Or over a specific set of categories:

lexicon.analyze("he hit the other person", categories=["violence"])
# => {'violence': 1.0}

By default, Empath will return raw counts, but you can ask it to normalize over words in the document.

lexicon.analyze("he hit the other person", categories=["violence"], normalize=True)
# => {'violence': 0.2}

You can create new lexical categories for analysis using word embeddings in our VSM:

lexicon.create_category("colors",["red","blue","green"])
# => ["blue", "green", "purple", "purple", "green", "yellow", "red", "grey", "violet", "gray", "blue", "orange", "white", "pink", "yellow", "black", "brown", "brown", "red", "aqua", "turquoise", "blue_color", "colored", "color", "same_shade", "violet", "gray", "grey", "teal", "nice_shade", "coloured", "forest_green", "colored", "different_shade", "colour", "sparkly", "reddish", "beautiful_shade", "greenish", "indigo", "darker_shade", "emerald", "lovely_shade", "tints", "crimson", "dark_purple", "pink", "emerald", "sapphire", "golden", "lighter_shade", "lime_green", "coloured", "bright", "same_color", "specks", "red", "golden_color", "different_shades", "chocolate_brown", "orange", "bluish", "green", "deep_purple", "magenta", "green_color", "dark_shade", "bright_orange", "milky", "lilac", "light_brown", "sparkling", "golden_brown", "silvery", "baby_blue", "blood_red", "pink", "teal", "blue", "yellowish", "turquoise", "same_colour", "sparkly", "aquamarine", "black_color", "white", "cerulean", "perfect_shade", "dark", "speckled", "charcoal", "greyish", "midnight_blue", "emerald_green", "deep_brown", "ocean_blue", "flecks", "amber", "pinkish", "jet_black"]

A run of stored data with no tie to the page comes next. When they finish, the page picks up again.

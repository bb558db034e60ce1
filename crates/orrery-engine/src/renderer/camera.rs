use bytemuck::{Pod, Zeroable};
use glam::{Mat4, Vec2, Vec3};

/// Half-line in world space. `direction` is unit length.
#[derive(Debug, Clone, Copy, PartialEq)]
pub struct Ray {
    pub origin: Vec3,
    pub direction: Vec3,
}

impl Ray {
    pub fn new(origin: Vec3, direction: Vec3) -> Self {
        Self { origin, direction: direction.normalize_or_zero() }
    }

    pub fn at(&self, t: f32) -> Vec3 {
        self.origin + self.direction * t
    }

    /// Distance along the ray to the first intersection with a sphere, if any.
    /// A ray starting inside the sphere reports the exit point.
    pub fn intersect_sphere(&self, center: Vec3, radius: f32) -> Option<f32> {
        if radius <= 0.0 || self.direction == Vec3::ZERO {
            return None;
        }
        let oc = self.origin - center;
        let b = oc.dot(self.direction);
        let c = oc.length_squared() - radius * radius;
        let disc = b * b - c;
        if disc < 0.0 {
            return None;
        }
        let root = disc.sqrt();
        let near = -b - root;
        if near >= 0.0 {
            return Some(near);
        }
        let far = -b + root;
        (far >= 0.0).then_some(far)
    }
}

/// GPU-side uniform data for the camera.
#[repr(C)]
#[derive(Debug, Clone, Copy, Pod, Zeroable)]
pub struct CameraUniform {
    pub view_projection: [[f32; 4]; 4],
    /// xyz position, w unused.
    pub position: [f32; 4],
}

/// Perspective orbit camera around a target point.
#[derive(Debug, Clone)]
pub struct Camera3D {
    /// Rotation around the Y axis (radians). 0 looks down -Z.
    pub azimuth: f32,
    /// Angle above the XZ plane (radians), clamped short of the poles.
    pub elevation: f32,
    /// Distance from target point.
    pub distance: f32,
    pub target: Vec3,
    /// Vertical field of view in radians.
    pub fov_y: f32,
    pub near: f32,
    pub far: f32,
    pub screen_width: f32,
    pub screen_height: f32,
}

impl Default for Camera3D {
    fn default() -> Self {
        Self::looking_from(Self::HOME, Vec3::ZERO, 800.0, 600.0)
    }
}

impl Camera3D {
    /// Starting position of the solar system view.
    pub const HOME: Vec3 = Vec3::new(-50.0, 90.0, 150.0);

    const ORBIT_SENSITIVITY: f32 = 0.008;
    const ZOOM_SPEED: f32 = 0.1;
    const MIN_DISTANCE: f32 = 5.0;
    const MAX_DISTANCE: f32 = 900.0;
    const MAX_ELEVATION: f32 = 1.55;

    /// Camera at `position` looking at `target`.
    pub fn looking_from(position: Vec3, target: Vec3, screen_width: f32, screen_height: f32) -> Self {
        let offset = position - target;
        let distance = offset.length().max(Self::MIN_DISTANCE);
        let elevation = (offset.y / distance).clamp(-1.0, 1.0).asin();
        let azimuth = offset.x.atan2(offset.z);
        Self {
            azimuth,
            elevation: elevation.clamp(-Self::MAX_ELEVATION, Self::MAX_ELEVATION),
            distance: distance.min(Self::MAX_DISTANCE),
            target,
            fov_y: 75f32.to_radians(),
            near: 0.1,
            far: 1000.0,
            screen_width,
            screen_height,
        }
    }

    /// Camera position in world space.
    pub fn position(&self) -> Vec3 {
        let (sin_e, cos_e) = self.elevation.sin_cos();
        let (sin_a, cos_a) = self.azimuth.sin_cos();
        self.target + Vec3::new(cos_e * sin_a, sin_e, cos_e * cos_a) * self.distance
    }

    pub fn aspect(&self) -> f32 {
        if self.screen_height > 0.0 {
            self.screen_width / self.screen_height
        } else {
            1.0
        }
    }

    pub fn view_matrix(&self) -> Mat4 {
        Mat4::look_at_rh(self.position(), self.target, Vec3::Y)
    }

    /// OpenGL-style clip space (z in [-1, 1]), as WebGL expects.
    pub fn projection_matrix(&self) -> Mat4 {
        Mat4::perspective_rh_gl(self.fov_y, self.aspect(), self.near, self.far)
    }

    pub fn view_projection(&self) -> Mat4 {
        self.projection_matrix() * self.view_matrix()
    }

    pub fn uniform(&self) -> CameraUniform {
        CameraUniform {
            view_projection: self.view_projection().to_cols_array_2d(),
            position: self.position().extend(1.0).to_array(),
        }
    }

    /// Orbit camera by pointer delta in pixels.
    pub fn orbit(&mut self, dx: f32, dy: f32) {
        self.azimuth -= dx * Self::ORBIT_SENSITIVITY;
        self.elevation += dy * Self::ORBIT_SENSITIVITY;
        self.elevation = self.elevation.clamp(-Self::MAX_ELEVATION, Self::MAX_ELEVATION);
    }

    /// Zoom camera (positive = zoom in).
    pub fn zoom(&mut self, steps: f32) {
        self.distance *= 1.0 - steps * Self::ZOOM_SPEED;
        self.distance = self.distance.clamp(Self::MIN_DISTANCE, Self::MAX_DISTANCE);
    }

    /// Back to the starting view, keeping the screen size.
    pub fn reset(&mut self) {
        *self = Self::looking_from(Self::HOME, Vec3::ZERO, self.screen_width, self.screen_height);
    }

    pub fn set_screen_size(&mut self, width: f32, height: f32) {
        self.screen_width = width.max(1.0);
        self.screen_height = height.max(1.0);
    }

    /// Pixel coordinates (origin top-left) to normalized device coordinates
    /// (x right, y up, both in [-1, 1]).
    pub fn ndc(&self, screen: Vec2) -> Vec2 {
        Vec2::new(
            screen.x / self.screen_width * 2.0 - 1.0,
            1.0 - screen.y / self.screen_height * 2.0,
        )
    }

    /// World point to NDC. `None` when the point is behind the camera.
    pub fn project(&self, point: Vec3) -> Option<Vec2> {
        let clip = self.view_projection() * point.extend(1.0);
        if clip.w <= 0.0 {
            return None;
        }
        Some(Vec2::new(clip.x / clip.w, clip.y / clip.w))
    }

    /// Ray from the eye through an NDC point.
    pub fn ray_from_ndc(&self, ndc: Vec2) -> Ray {
        let inverse = self.view_projection().inverse();
        let far = inverse.project_point3(Vec3::new(ndc.x, ndc.y, 1.0));
        let origin = self.position();
        Ray::new(origin, far - origin)
    }
}

#[cfg(test)]
mod tests {
    use super::*;

    #[test]
    fn looking_from_recovers_position() {
        let cam = Camera3D::looking_from(Vec3::new(-50.0, 90.0, 150.0), Vec3::ZERO, 800.0, 600.0);
        let p = cam.position();
        assert!((p - Vec3::new(-50.0, 90.0, 150.0)).length() < 1e-3, "{p}");
        assert_eq!(cam.near, 0.1);
        assert_eq!(cam.far, 1000.0);
    }

    #[test]
    fn ndc_corners() {
        let cam = Camera3D::default();
        assert_eq!(cam.ndc(Vec2::new(0.0, 0.0)), Vec2::new(-1.0, 1.0));
        assert_eq!(cam.ndc(Vec2::new(800.0, 600.0)), Vec2::new(1.0, -1.0));
        assert_eq!(cam.ndc(Vec2::new(400.0, 300.0)), Vec2::ZERO);
    }

    #[test]
    fn center_ray_points_at_target() {
        let cam = Camera3D::default();
        let ray = cam.ray_from_ndc(Vec2::ZERO);
        let to_target = (cam.target - cam.position()).normalize();
        assert!(ray.direction.dot(to_target) > 0.9999);
    }

    #[test]
    fn ray_through_projected_point_passes_near_it() {
        let cam = Camera3D::default();
        let point = Vec3::new(62.0, 0.0, 0.0);
        let ndc = cam.project(point).unwrap();
        let ray = cam.ray_from_ndc(ndc);
        let t = (point - ray.origin).dot(ray.direction);
        let closest = ray.at(t);
        assert!((closest - point).length() < 0.05, "miss by {}", (closest - point).length());
    }

    #[test]
    fn point_behind_camera_does_not_project() {
        let cam = Camera3D::default();
        let behind = cam.position() * 2.0;
        assert!(cam.project(behind).is_none());
    }

    #[test]
    fn sphere_intersection() {
        let ray = Ray::new(Vec3::new(0.0, 0.0, 10.0), Vec3::NEG_Z);
        let t = ray.intersect_sphere(Vec3::ZERO, 2.0).unwrap();
        assert!((t - 8.0).abs() < 1e-5);
        assert!(ray.intersect_sphere(Vec3::new(5.0, 0.0, 0.0), 2.0).is_none());
        // Sphere behind the origin.
        assert!(ray.intersect_sphere(Vec3::new(0.0, 0.0, 20.0), 2.0).is_none());
        // Origin inside reports the exit.
        let inside = Ray::new(Vec3::ZERO, Vec3::X);
        assert!((inside.intersect_sphere(Vec3::ZERO, 3.0).unwrap() - 3.0).abs() < 1e-5);
    }

    #[test]
    fn orbit_clamps_elevation() {
        let mut cam = Camera3D::default();
        cam.orbit(0.0, 10000.0);
        assert!(cam.elevation <= Camera3D::MAX_ELEVATION);
        cam.orbit(0.0, -20000.0);
        assert!(cam.elevation >= -Camera3D::MAX_ELEVATION);
    }

    #[test]
    fn zoom_clamps_and_reset_restores() {
        let mut cam = Camera3D::default();
        cam.zoom(100.0);
        assert!(cam.distance >= Camera3D::MIN_DISTANCE);
        cam.zoom(-100.0);
        assert!(cam.distance <= Camera3D::MAX_DISTANCE);
        cam.set_screen_size(1024.0, 768.0);
        cam.reset();
        assert!((cam.position() - Camera3D::HOME).length() < 1e-3);
        assert_eq!(cam.screen_width, 1024.0);
    }
}
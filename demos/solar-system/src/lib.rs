use wasm_bindgen::prelude::*;
use orrery_engine::*;

mod bodies;
mod catalog;
mod game;
use game::SolarSystem;

orrery_web::export_game!(SolarSystem, "solar-system");

/// Current display options as JSON, for the options panel.
#[wasm_bindgen]
pub fn get_options_json() -> String {
    with_runner(|r| r.game().options().to_json()).unwrap_or_else(|| "{}".to_string())
}
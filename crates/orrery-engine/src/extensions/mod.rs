// extensions/mod.rs
//
// Scene-graph helpers that sit on top of the arena: world-transform
// propagation and camera-facing labels. The arena itself stays a plain
// container; these run once per tick from the runner.

pub mod transform;

pub use transform::{look_rotation, orient_billboards, propagate};
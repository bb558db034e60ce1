use crate::components::orbital::OrbitalBody;
use crate::core::registry::BodyRegistry;
use crate::core::scene::Scene;

/// Push each tailed body's current position into its trail and move the
/// marker nodes onto the stored positions, newest first.
///
/// Markers are top-level nodes, so a tail lags behind its body instead of
/// following it rigidly. Bodies without a tail are left alone, and so are
/// bodies whose pivot no longer resolves, since the integrator skipped them.
pub fn update_trails(registry: &mut BodyRegistry, scene: &mut Scene) {
    for body in registry.bodies_mut() {
        if body.tail.is_none() {
            continue;
        }
        if scene.get(body.pivot).is_none() {
            log::debug!("trail: skipping {} (pivot {:?} missing)", body.name, body.pivot);
            continue;
        }
        body.record_trail();
        let Some(tail) = body.tail.as_ref() else {
            continue;
        };
        for (marker, position) in tail.markers.iter().zip(tail.buffer.iter()) {
            if !scene.set_position(*marker, position) {
                log::debug!("trail: {} lost marker {:?}", body.name, marker);
            }
        }
    }
}

/// Show or hide every marker of every tail owned by bodies matching `filter`.
pub fn set_tails_visible(
    registry: &BodyRegistry,
    scene: &mut Scene,
    visible: bool,
    filter: impl Fn(&OrbitalBody) -> bool,
) {
    for body in registry.bodies().iter().filter(|b| filter(b)) {
        if let Some(tail) = &body.tail {
            for marker in &tail.markers {
                scene.set_visible(*marker, visible);
            }
        }
    }
}
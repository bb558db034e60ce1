//! Descriptive text shown on hover.
//!
//! Sun, planets and Moon come from an embedded JSON document; NEO and PHO
//! entries are generated from their table rows.

use orrery_engine::{HoverTarget, OrreryError, OrreryResult};
use serde::Deserialize;

use crate::bodies::SmallBodyDef;

const CATALOG_JSON: &str = include_str!("../assets/catalog.json");

#[derive(Debug, Clone, Deserialize)]
pub struct CatalogEntry {
    pub name: String,
    pub details: Vec<(String, String)>,
}

#[derive(Debug, Clone, Deserialize)]
pub struct Catalog {
    bodies: Vec<CatalogEntry>,
}

impl Catalog {
    /// The built-in catalog.
    pub fn embedded() -> OrreryResult<Self> {
        Self::from_json(CATALOG_JSON)
    }

    pub fn from_json(json: &str) -> OrreryResult<Self> {
        Ok(serde_json::from_str(json)?)
    }

    pub fn len(&self) -> usize {
        self.bodies.len()
    }

    pub fn is_empty(&self) -> bool {
        self.bodies.is_empty()
    }

    /// Hover metadata for a named body. Every body in the scene tables must
    /// have an entry, so a miss is a startup error.
    pub fn target(&self, name: &str) -> OrreryResult<HoverTarget> {
        let entry = self
            .bodies
            .iter()
            .find(|e| e.name == name)
            .ok_or_else(|| OrreryError::MissingCatalogEntry(name.to_string()))?;
        Ok(HoverTarget {
            name: entry.name.clone(),
            details: entry.details.clone(),
        })
    }
}

/// Hover metadata for a near-Earth (`"NEO"`) or hazardous (`"PHO"`) object.
pub fn small_body_target(class: &str, def: &SmallBodyDef) -> HoverTarget {
    HoverTarget::new(def.name)
        .with_detail("Description", format!("{class}: {}", def.name))
        .with_detail("Diameter", format!("{} km", def.diameter))
        .with_detail("Orbit Eccentricity", def.eccentricity.to_string())
        .with_detail("Inclination", format!("{} degrees", def.inclination_deg))
}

Then analyze with those categories:

lexicon.analyze("My favorite color is blue", categories=["colors"], normalize=True)
# => {'colors': 0.4}

Right now Empath has three different models you can use to create categories: fiction, nytimes, and reddit. (I'm working on integrating all the different models soon). For now, they have different strengths and weaknesses in terms of generating categories. Nytimes would be better for something like the cold war:

lexicon.create_category("cold_war", ["cold_war"], model="nytimes")
# => ["cold_war", "the_cold_war", "the_Cold_War", "war", "Soviet_threat", "the_end_of_the_cold_war", "Communism", "world_war", "Soviet_empire", "Soviet_power", "Communism", "gulf_war", "Soviet_bloc", "the_Soviet_Union", "communism", "superpowers", "nuclear_age", "nuclear_war", "Soviet_system", "evil_empire", "Soviets", "wars", "arms_race", "Indochina", "detente", "Iran-Iraq_war", "Persian_Gulf_war", "American_power", "new_world_order", "American_involvement", "wartime", "American_foreign_policy", "American_occupation", "the_Soviet_Union's", "Soviet_Communism", "nuclear_arms_race", "the_Korean_War", "military_power", "Persian_Gulf_war", "great_powers", "Marshall_Plan", "the_Second_World_War", "Communist_rule", "the_Warsaw_Pact", "Soviet_military", "Reagan_years", "Reagan_era", "Cuban_missile_crisis", "world_wars", "postwar_period", "Communist_world", "military-industrial_complex", "perestroika", "superpower", "new_war", "Desert_Storm", "space_race", "Mikhail_Gorbachev", "Communist_system", "World_War_II", "nation-building", "the_Vietnam_War", "dictatorship", "South_Vietnam", "Iron_Curtain", "diplomacy", "old_Soviet_Union", "military_buildup", "containment", "German_unification", "Balkans", "gulf_crisis", "revolution", "last_war", "Soviet_era", "dictatorships", "warfare", "glasnost", "Soviet_state", "Communist_regimes", "domestic_politics", "Khrushchev", "American_diplomacy", "postwar_era", "Soviet_economy", "peacetime", "Korean_peninsula", "Allies", "Soviet-American_relations", "cold_war_era", "space_program", "Soviet_occupation", "arms_control", "Soviet_leaders", "World_War_I", "Western_alliance", "military_strategy", "quagmire", "regime", "fascism"]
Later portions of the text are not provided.